Guest Post: Engine That Drives The US Economy

This story starts about 1982. At the time we were doing job shop work One of the Engines that drives the US economy is the US patent system. Any talk about changing it or doing away with it is stupid. The rewards that a patent can bring are a huge incentive to create. Without the US patent system, I would be near destitute. I have 28 patents I have had 5 licensing contracts. Some of these are world wide successes now.  Do a Google search for my  and get over 30,000,000 hits. Without US patent protection, I wouldn’t have had an incentive to create these inventions. Anyone who says the opposite is juvenile-stupid or worse. This is why inventors from all over the world are flocking to the US to patent their inventions and corner one of the worlds biggest markets!

Another engine that drives the US economy is our free enterprise system.

[My business started] in my 2 car garage. One day my neighbor came over and asked if I could make some security wrenches for them. He was the manager for the warehouse of a large cable company. He showed me the sample and I could see it would be a very nasty job. So I said we were too busy. He kept coming back. On the third time I said we would. So I made him samples and received an order for 100. He reordered about every 9 months. In the mean time, another cable company wanted some of the same. My other machining business was evaporating. My son Eric said,  “lets go in to the cable business,” so I said OK. The first thing Eric did, was to go to work for a large cable company. There, he learned the business and got acquainted with a lot of personnel. This helped with future sales because my son Eric knew a lot of people in the cable business. He worked there for the summer and then came back to work for me.

I decided to build a house first.  It took 6 ½ months plus time for drafting and planning. I drew up plans and had them approved by the county. It was a raised ranch house with a 1700 square foot full basement, which would be a machine shop. It was great.

Eric came in one day and said, “ We need a name for this new business.“ I agreed.

I said,make a list tonight starting with your top choice, and we will discuss it tomorrow. The next morning we had the same name at the top of our lists. It’s ‘Cablepro”. I think this is a great name. Every cable installer that sees this name thinks in the back of his mind that these tools will make him more professional

Now the problem was expanding the business. We did several things which worked very well. One thing was that I bought a cable book which listed every cable system and their personnel in the USA. It cost me $375. I chose 1500 of the biggest cable systems in the US to make a mailing list. I made a flier although we only had a few tools and mailed them.
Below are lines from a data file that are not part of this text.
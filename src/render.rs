//! Rendering seam between the engine and its display.
//!
//! The engine never draws anything itself: every micro-step emits one
//! [`Renderer::render`] call carrying the current sequence and a
//! [`HighlightSpec`] describing which indices play which visual role.
//! The TUI implements [`Renderer`] by recording the frame and painting it
//! on the next draw; tests implement it by recording frames for assertions.

/// Visual role of a highlighted index range.
#[derive(Debug, Clone, Copy, PartialEq, Eq)]
pub enum Role {
    /// Pivot element (quick sort).
    Pivot,
    /// Elements currently being compared.
    Comparing,
    /// Position being written to (merge sort).
    Writing,
    /// Boundary of the "smaller than pivot" region (quick sort).
    Boundary,
    /// Left subrange of an in-progress merge.
    LeftRun,
    /// Right subrange of an in-progress merge.
    RightRun,
    /// Freshly merged range.
    Merged,
}

/// One role-tagged inclusive index range.
#[derive(Debug, Clone, Copy, PartialEq, Eq)]
pub struct Mark {
    pub role: Role,
    pub start: usize,
    pub end: usize,
}

/// Descriptive highlight metadata for one rendered frame.
///
/// Marks are ordered: when ranges overlap, later marks take precedence.
/// This mirrors the draw order of the original visualizer (subrange fills
/// first, then comparison and write markers on top).
#[derive(Debug, Clone, PartialEq, Eq, Default)]
pub struct HighlightSpec {
    pub marks: Vec<Mark>,
}

impl HighlightSpec {
    pub fn new() -> Self {
        HighlightSpec { marks: Vec::new() }
    }

    /// Add a single-index mark.
    pub fn mark(mut self, role: Role, index: usize) -> Self {
        self.marks.push(Mark {
            role,
            start: index,
            end: index,
        });
        self
    }

    /// Add an inclusive range mark.
    pub fn span(mut self, role: Role, start: usize, end: usize) -> Self {
        self.marks.push(Mark { role, start, end });
        self
    }

    pub fn is_empty(&self) -> bool {
        self.marks.is_empty()
    }

    /// The effective role at `index`, honoring later-mark precedence.
    pub fn role_at(&self, index: usize) -> Option<Role> {
        self.marks
            .iter()
            .rev()
            .find(|m| m.start <= index && index <= m.end)
            .map(|m| m.role)
    }

    /// Rough byte estimate for snapshot accounting.
    pub fn estimated_size(&self) -> usize {
        self.marks.len() * std::mem::size_of::<Mark>()
    }
}

/// Display capability consumed by the engine.
///
/// `render` is a pure side effect and must not block beyond its own
/// synchronous cost; the playback driver calls it once per micro-step,
/// once per rewind, and once per reset.
pub trait Renderer {
    fn render(&mut self, sequence: &[u32], highlight: &HighlightSpec);
}

/// Renderer that discards every frame. Useful for headless driving.
#[derive(Debug, Default)]
pub struct NullRenderer;

impl Renderer for NullRenderer {
    fn render(&mut self, _sequence: &[u32], _highlight: &HighlightSpec) {}
}
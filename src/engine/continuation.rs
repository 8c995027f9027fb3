//! Per-algorithm continuation states behind one tagged union.
//!
//! A continuation is the minimal data needed to resume a sort at its next
//! micro-step: loop indices for bubble, an emulated call stack for merge,
//! a range stack plus partition sub-state for quick. The engine snapshots
//! it wholesale into history entries, so every field must clone cheaply
//! and compare structurally.

use std::time::Duration;

use crate::engine::bubble::BubbleState;
use crate::engine::merge::MergeState;
use crate::engine::quick::QuickState;
use crate::engine::Delays;
use crate::render::HighlightSpec;

/// Which sorting algorithm a session runs.
#[derive(Debug, Clone, Copy, PartialEq, Eq)]
pub enum Algorithm {
    Bubble,
    Merge,
    Quick,
}

impl Algorithm {
    /// Parse a command-line name.
    pub fn from_name(name: &str) -> Option<Self> {
        match name {
            "bubble" | "bubble-sort" => Some(Algorithm::Bubble),
            "merge" | "merge-sort" => Some(Algorithm::Merge),
            "quick" | "quick-sort" => Some(Algorithm::Quick),
            _ => None,
        }
    }

    pub fn name(&self) -> &'static str {
        match self {
            Algorithm::Bubble => "bubble sort",
            Algorithm::Merge => "merge sort",
            Algorithm::Quick => "quick sort",
        }
    }
}

/// The result of advancing a continuation by one micro-step: what to
/// render and how long the driver should wait before the next step.
#[derive(Debug, Clone)]
pub struct MicroStep {
    pub highlight: HighlightSpec,
    pub wait: Duration,
}

/// "Where execution currently is" for the active sort.
#[derive(Debug, Clone, PartialEq, Eq)]
pub enum Continuation {
    Bubble(BubbleState),
    Merge(MergeState),
    Quick(QuickState),
}

impl Continuation {
    /// Seed the initial continuation for a fresh sort over `n` elements.
    /// Requires `n >= 2`; the engine rejects smaller sequences at reset.
    pub fn initial(algorithm: Algorithm, n: usize) -> Self {
        match algorithm {
            Algorithm::Bubble => Continuation::Bubble(BubbleState::new()),
            Algorithm::Merge => Continuation::Merge(MergeState::new(n)),
            Algorithm::Quick => Continuation::Quick(QuickState::new(n)),
        }
    }

    /// Whether the sort has no further micro-steps.
    pub fn is_complete(&self, n: usize) -> bool {
        match self {
            Continuation::Bubble(state) => state.is_complete(n),
            Continuation::Merge(state) => state.is_complete(),
            Continuation::Quick(state) => state.is_complete(),
        }
    }

    /// Advance exactly one micro-step. Must not be called once complete.
    pub fn advance(&mut self, sequence: &mut [u32], delays: &Delays) -> MicroStep {
        match self {
            Continuation::Bubble(state) => state.advance(sequence, delays),
            Continuation::Merge(state) => state.advance(sequence, delays),
            Continuation::Quick(state) => state.advance(sequence, delays),
        }
    }

    /// Short state readout for the UI sidebar.
    pub fn describe(&self) -> String {
        match self {
            Continuation::Bubble(state) => state.describe(),
            Continuation::Merge(state) => state.describe(),
            Continuation::Quick(state) => state.describe(),
        }
    }

    /// Rough byte estimate for snapshot accounting.
    pub fn estimated_size(&self) -> usize {
        match self {
            Continuation::Bubble(_) => std::mem::size_of::<BubbleState>(),
            Continuation::Merge(state) => state.estimated_size(),
            Continuation::Quick(state) => state.estimated_size(),
        }
    }
}
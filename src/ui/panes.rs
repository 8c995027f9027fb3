//! Rendering logic for each TUI pane

use crate::engine::continuation::Algorithm;
use crate::engine::Engine;
use crate::render::{HighlightSpec, Role};
use crate::ui::theme::DEFAULT_THEME;

use ratatui::{
    layout::{Alignment, Rect},
    style::{Color, Modifier, Style},
    text::{Line, Span},
    widgets::{Bar, BarChart, BarGroup, Block, Borders, Padding, Paragraph},
    Frame,
};

/// Color for one bar, honoring later-mark precedence in the highlight.
fn bar_color(highlight: &HighlightSpec, index: usize) -> Color {
    match highlight.role_at(index) {
        Some(Role::Pivot) => DEFAULT_THEME.pivot,
        Some(Role::Comparing) => DEFAULT_THEME.comparing,
        Some(Role::Writing) => DEFAULT_THEME.writing,
        Some(Role::Boundary) => DEFAULT_THEME.boundary,
        Some(Role::LeftRun) => DEFAULT_THEME.left_run,
        Some(Role::RightRun) => DEFAULT_THEME.right_run,
        Some(Role::Merged) => DEFAULT_THEME.merged,
        None => DEFAULT_THEME.bar,
    }
}

/// Render the bar-chart visualization of the working array.
pub fn render_bars_pane(
    frame: &mut Frame,
    area: Rect,
    sequence: &[u32],
    highlight: &HighlightSpec,
) {
    let block = Block::default()
        .borders(Borders::ALL)
        .border_style(Style::default().fg(DEFAULT_THEME.border_focused))
        .title(" Array ");

    let inner_width = area.width.saturating_sub(2) as usize;
    let n = sequence.len().max(1);

    // Widest bars that still fit; drop the gap when space runs out.
    let (bar_width, bar_gap) = if inner_width >= n * 3 {
        (((inner_width / n) - 1) as u16, 1)
    } else if inner_width >= n * 2 {
        (1u16, 1u16)
    } else {
        (1u16, 0u16)
    };

    // Label bars with their values only when there is room to read them.
    let show_values = bar_width >= 2 && sequence.len() <= 50;

    let bars: Vec<Bar> = sequence
        .iter()
        .enumerate()
        .map(|(index, &value)| {
            let mut bar = Bar::default()
                // +1 so the smallest element still paints a visible bar.
                .value(u64::from(value) + 1)
                .style(Style::default().fg(bar_color(highlight, index)));
            bar = if show_values {
                bar.text_value(value.to_string())
            } else {
                bar.text_value(String::new())
            };
            bar
        })
        .collect();

    let chart = BarChart::default()
        .block(block)
        .bar_width(bar_width)
        .bar_gap(bar_gap)
        .data(BarGroup::default().bars(&bars));

    frame.render_widget(chart, area);
}

/// Render the session sidebar: algorithm, playback state, delays, and a
/// readout of where the active continuation currently is.
pub fn render_session_pane(frame: &mut Frame, area: Rect, engine: &Engine) {
    let block = Block::default()
        .borders(Borders::ALL)
        .border_style(Style::default().fg(DEFAULT_THEME.border_normal))
        .title(" Session ")
        .padding(Padding::horizontal(1));

    let label = Style::default().fg(DEFAULT_THEME.comment);
    let value = Style::default().fg(DEFAULT_THEME.fg);

    let state = if engine.is_playing() {
        Span::styled("sorting", Style::default().fg(DEFAULT_THEME.success))
    } else if engine.continuation().is_some() {
        Span::styled("paused", Style::default().fg(DEFAULT_THEME.comparing))
    } else {
        Span::styled("idle", Style::default().fg(DEFAULT_THEME.comment))
    };

    let delays = engine.delays();
    let secondary_label = match engine.algorithm() {
        Algorithm::Merge => "merge delay",
        _ => "swap delay",
    };
    let secondary = match engine.algorithm() {
        Algorithm::Merge => delays.merge,
        _ => delays.swap,
    };

    let mut lines = vec![
        Line::from(vec![
            Span::styled("algorithm  ", label),
            Span::styled(engine.algorithm().name(), value),
        ]),
        Line::from(vec![Span::styled("state      ", label), state]),
        Line::from(vec![
            Span::styled("size       ", label),
            Span::styled(engine.sequence().len().to_string(), value),
        ]),
        Line::from(vec![
            Span::styled("step delay ", label),
            Span::styled(format!("{} ms", delays.step.as_millis()), value),
        ]),
        Line::from(vec![
            Span::styled(format!("{:<11}", secondary_label), label),
            Span::styled(format!("{} ms", secondary.as_millis()), value),
        ]),
        Line::from(vec![
            Span::styled("steps      ", label),
            Span::styled(engine.history_len().to_string(), value),
        ]),
        Line::from(vec![
            Span::styled("snapshots  ", label),
            Span::styled(format_bytes(engine.history_memory()), value),
        ]),
    ];

    if let Some(cont) = engine.continuation() {
        lines.push(Line::default());
        lines.push(Line::from(Span::styled(cont.describe(), value)));
    }

    lines.push(Line::default());
    for (color, text) in legend(engine.algorithm()) {
        lines.push(Line::from(vec![
            Span::styled("▮ ", Style::default().fg(color)),
            Span::styled(text, label),
        ]));
    }

    frame.render_widget(Paragraph::new(lines).block(block), area);
}

/// Color legend for the selected algorithm.
fn legend(algorithm: Algorithm) -> Vec<(Color, &'static str)> {
    match algorithm {
        Algorithm::Bubble => vec![(DEFAULT_THEME.comparing, "comparing")],
        Algorithm::Merge => vec![
            (DEFAULT_THEME.left_run, "left run"),
            (DEFAULT_THEME.right_run, "right run"),
            (DEFAULT_THEME.comparing, "comparing"),
            (DEFAULT_THEME.writing, "writing"),
            (DEFAULT_THEME.merged, "merged"),
        ],
        Algorithm::Quick => vec![
            (DEFAULT_THEME.pivot, "pivot"),
            (DEFAULT_THEME.comparing, "comparing"),
            (DEFAULT_THEME.boundary, "boundary"),
        ],
    }
}

fn format_bytes(bytes: usize) -> String {
    if bytes >= 1024 * 1024 {
        format!("{:.1} MB", bytes as f64 / (1024.0 * 1024.0))
    } else if bytes >= 1024 {
        format!("{:.1} KB", bytes as f64 / 1024.0)
    } else {
        format!("{} B", bytes)
    }
}

/// Render the bottom status bar: playback info on the left, keybinds on
/// the right.
pub fn render_status_bar(
    frame: &mut Frame,
    area: Rect,
    message: &str,
    steps: usize,
    is_playing: bool,
) {
    let layout = ratatui::layout::Layout::default()
        .direction(ratatui::layout::Direction::Horizontal)
        .constraints([
            ratatui::layout::Constraint::Percentage(40),
            ratatui::layout::Constraint::Percentage(60),
        ])
        .split(area);

    // Left side: step counter and status message
    let left_spans = vec![
        Span::styled(
            format!(" {} Step {} ", if is_playing { "▶" } else { "⏸" }, steps),
            Style::default()
                .bg(DEFAULT_THEME.primary)
                .fg(Color::Black)
                .add_modifier(Modifier::BOLD),
        ),
        Span::styled(
            format!(" {} ", message),
            Style::default()
                .bg(DEFAULT_THEME.status_bg)
                .fg(DEFAULT_THEME.fg),
        ),
    ];

    let left_paragraph = Paragraph::new(Line::from(left_spans))
        .style(Style::default().bg(DEFAULT_THEME.status_bg))
        .alignment(Alignment::Left);

    frame.render_widget(left_paragraph, layout[0]);

    // Right side: keybinds with visual grouping
    let key_style = Style::default().bg(DEFAULT_THEME.comment).fg(Color::Black);
    let desc_style = Style::default()
        .bg(DEFAULT_THEME.status_bg)
        .fg(DEFAULT_THEME.fg);

    let right_spans = vec![
        Span::styled(" ␣ ", key_style),
        Span::styled(" play ", desc_style),
        Span::styled(" →/← ", key_style),
        Span::styled(" step/rewind ", desc_style),
        Span::styled(" r ", key_style),
        Span::styled(" reset ", desc_style),
        Span::styled(" 1-3 ", key_style),
        Span::styled(" algorithm ", desc_style),
        Span::styled(" ↑/↓ ", key_style),
        Span::styled(" size ", desc_style),
        Span::styled(" q ", key_style),
        Span::styled(" quit ", desc_style),
    ];

    let right_paragraph = Paragraph::new(Line::from(right_spans))
        .style(Style::default().bg(DEFAULT_THEME.status_bg))
        .alignment(Alignment::Right);

    frame.render_widget(right_paragraph, layout[1]);
}
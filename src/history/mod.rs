// Snapshot history for rewindable playback

use crate::engine::continuation::Continuation;
use crate::render::HighlightSpec;

/// One rewind point: the full state immediately before a forward mutation.
///
/// `highlight` is the spec that was on screen when this state was current,
/// so rewinding can repaint the exact frame the user saw.
#[derive(Debug, Clone, PartialEq, Eq)]
pub struct HistoryEntry {
    pub sequence: Vec<u32>,
    pub continuation: Option<Continuation>,
    pub highlight: HighlightSpec,
}

impl HistoryEntry {
    /// Estimate the memory usage of this entry in bytes.
    pub fn estimated_size(&self) -> usize {
        // This is a rough estimate
        let sequence_size = self.sequence.len() * std::mem::size_of::<u32>();

        let continuation_size = self
            .continuation
            .as_ref()
            .map(|c| c.estimated_size())
            .unwrap_or(0);

        sequence_size + continuation_size + self.highlight.estimated_size()
    }
}

/// LIFO stack of rewind points with a configurable memory limit.
///
/// Entries are pushed before every forward micro-step and consumed by
/// rewind; reset clears the stack wholesale. The top always corresponds to
/// the state immediately before the most recent forward mutation.
#[derive(Debug)]
pub struct History {
    entries: Vec<HistoryEntry>,
    max_memory: usize,
    current_memory: usize,
}

impl History {
    pub fn new(max_memory: usize) -> Self {
        History {
            entries: Vec::new(),
            max_memory,
            current_memory: 0,
        }
    }

    /// Push a rewind point. Fails without modifying the stack when the
    /// memory limit would be exceeded.
    pub fn push(&mut self, entry: HistoryEntry) -> Result<(), String> {
        let entry_size = entry.estimated_size();

        if self.current_memory + entry_size > self.max_memory {
            return Err(format!(
                "History memory limit exceeded: {} + {} > {}",
                self.current_memory, entry_size, self.max_memory
            ));
        }

        self.current_memory += entry_size;
        self.entries.push(entry);
        Ok(())
    }

    /// Pop the most recent rewind point, if any.
    pub fn pop(&mut self) -> Option<HistoryEntry> {
        let entry = self.entries.pop()?;
        self.current_memory = self.current_memory.saturating_sub(entry.estimated_size());
        Some(entry)
    }

    /// Drop all entries (on reset).
    pub fn clear(&mut self) {
        self.entries.clear();
        self.current_memory = 0;
    }

    /// Number of rewind points currently held.
    pub fn len(&self) -> usize {
        self.entries.len()
    }

    pub fn is_empty(&self) -> bool {
        self.entries.is_empty()
    }

    /// Current estimated memory usage.
    pub fn memory_usage(&self) -> usize {
        self.current_memory
    }

    /// Configured memory limit.
    pub fn memory_limit(&self) -> usize {
        self.max_memory
    }
}
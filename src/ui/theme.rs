use ratatui::style::Color;

pub struct Theme {
    #[allow(dead_code)] // Background color field for future use
    pub bg: Color,
    pub fg: Color,
    pub primary: Color,   // Blue
    pub comment: Color,   // Grey
    pub success: Color,   // Green
    pub error: Color,     // Red
    pub border_focused: Color,
    pub border_normal: Color,
    pub status_bg: Color,
    pub bar: Color,          // Default bar color
    pub pivot: Color,        // Pivot element
    pub comparing: Color,    // Elements being compared
    pub writing: Color,      // Position being written to
    pub boundary: Color,     // Partition boundary marker
    pub left_run: Color,     // Left subrange of a merge
    pub right_run: Color,    // Right subrange of a merge
    pub merged: Color,       // Freshly merged range
}

pub const DEFAULT_THEME: Theme = Theme {
    bg: Color::Rgb(30, 30, 46),
    fg: Color::Rgb(205, 214, 244),
    primary: Color::Rgb(137, 180, 250), // Blue
    comment: Color::Rgb(108, 112, 134),
    success: Color::Rgb(166, 227, 161),
    error: Color::Rgb(243, 139, 168),
    border_focused: Color::Rgb(249, 226, 175), // Yellow border for focus
    border_normal: Color::Rgb(108, 112, 134),  // Grey border for normal
    status_bg: Color::Rgb(50, 50, 70),
    bar: Color::Rgb(137, 180, 250),       // Blue bars by default
    pivot: Color::Rgb(243, 139, 168),     // Red for the pivot
    comparing: Color::Rgb(250, 179, 135), // Orange for comparisons
    writing: Color::Rgb(203, 166, 247),   // Purple for writes
    boundary: Color::Rgb(148, 226, 213),  // Teal for the boundary
    left_run: Color::Rgb(116, 199, 236),  // Light blue for the left run
    right_run: Color::Rgb(166, 227, 161), // Green for the right run
    merged: Color::Rgb(249, 226, 175),    // Yellow for merged ranges
};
Mailing lists typically yield a return of around 2%. I received over 300 orders from this mailing. That is over 20%. It is important to recognize why this worked so well. First of all,  everyone who received a flier was using these very tools. Secondly, big companies don’t want to sell a $10 wrench. They want to sell a truck load of amplifiers at several thousand dollars each or several miles of cable, All the orders were for one tool because they had never heard of us. A few months later I sent out another flyer with more tools and received over 100 orders which were $100-$300 dollars each. Now we were  nationwide. I had to hire some more employees.

Another thing we did which worked very well was [to have] a truck with tools on the road. A customer would call and say they wanted to buy a dozen wrenches so the truck would be there the next morning. They usually bought more than they originally ordered. It is expensive to keep a truck and an employee on the road but it paid off. We took over the tool business in this town. An unforeseen benefit was new products. All cable systems have a box where they throw broken tools. My son Eric would ask to see if any of our tools were returned and none were. Whatever tool was the most prevalent in the box was our next new product guaranteed not to break. After we did this several times the cable companies starting saving the broken tools for us to redesign and make. Our biggest competitor was whining about how bad [the] sales of tools were. It was because he didn’t deliver. We never made money with that truck,  but we built a business.

Now I had 5 men working for me full time. One on the road and 4 of us in the shop making tools. Business was booming. We had 25 products by now and sales had hit $25,000 per month. What I needed was some fancy machinery which I didn’t have. I didn’t have the money to buy the machinery or a shop big enough to use it. Growing New businesses soak up operating capital like a sponge.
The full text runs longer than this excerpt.